Stored entries:
BEGIN
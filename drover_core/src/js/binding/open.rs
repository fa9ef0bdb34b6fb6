//! The `open()` global: init-context-only file reads, resolved relative to
//! the entrypoint module's directory.

use crate::errext::InitContextError;
use crate::fsext::{Fs, PathNeverRequestedError};
use crate::js::binding::{throw_error, throw_type_error};
use crate::js::loader::fs_key;
use crate::js::JsRuntime;
use crate::prelude::*;

pub fn open(
  scope: &mut v8::HandleScope,
  args: v8::FunctionCallbackArguments,
  mut rv: v8::ReturnValue,
) {
  let state_rc = JsRuntime::state(scope);

  {
    let state = state_rc.borrow();
    if !state.bag.in_init_context {
      throw_error(scope, &InitContextError("open".to_string()).to_string());
      return;
    }
  }

  if args.length() == 0 || !args.get(0).is_string() {
    throw_type_error(scope, "open() requires a file path");
    return;
  }
  let path = args.get(0).to_rust_string_lossy(scope);
  let binary = args.length() > 1 && args.get(1).to_rust_string_lossy(scope) == "b";

  let (fs, url) = {
    let state = state_rc.borrow();
    let bag = &state.bag;

    // `open()` resolves against the entrypoint's directory, not the module
    // that contains the call. Warn once per Bundle when those differ.
    if let Some(current) = bag.module_dir_stack.last() {
      if let (Ok(current_dir), entry_dir) = (current.join("."), &bag.entrypoint_pwd) {
        if current_dir != *entry_dir {
          bag.open_relativity_warned.call_once(|| {
            warn!(
              "open() is resolved relative to the main script's directory ({}), \
               not the calling module's directory ({}); this behavior may change \
               in a future release",
              entry_dir, current_dir
            );
          });
        }
      }
    }

    let url = match bag.entrypoint_pwd.join(&path) {
      Ok(url) => url,
      Err(e) => {
        drop(state);
        throw_error(scope, &format!("invalid path {path:?}: {e}"));
        return;
      }
    };
    let Some(fs) = bag.filesystems.get(url.scheme()) else {
      drop(state);
      throw_error(scope, &format!("no filesystem for scheme {:?}", url.scheme()));
      return;
    };
    (fs, url)
  };

  let key = fs_key(&url);
  if fs.is_dir(&key) {
    throw_error(
      scope,
      &format!("open() can't be used with directories, path: \"{path}\""),
    );
    return;
  }

  let data = match fs.read_file(&key) {
    Ok(data) => data,
    Err(e) => {
      if e.downcast_ref::<PathNeverRequestedError>().is_some() {
        throw_error(
          scope,
          &format!(
            "open() can't be used with files that weren't previously opened \
             during initialization (__VU==0), path: \"{path}\""
          ),
        );
      } else {
        throw_error(scope, &e.to_string());
      }
      return;
    }
  };

  if binary {
    let store =
      v8::ArrayBuffer::new_backing_store_from_boxed_slice(data.into_boxed_slice());
    let buffer = v8::ArrayBuffer::with_backing_store(scope, &store.make_shared());
    rv.set(buffer.into());
  } else {
    let text = String::from_utf8_lossy(&data);
    let value = v8::String::new(scope, &text).unwrap();
    rv.set(value.into());
  }
}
END
**REQUIRED WORK:**
Copy each line above that contains the string "resolved".

**OUTPUT OF THE TASK:**
//! The `open()` global: init-context-only file reads, resolved relative to
              "open() is resolved relative to the main script's directory ({}), \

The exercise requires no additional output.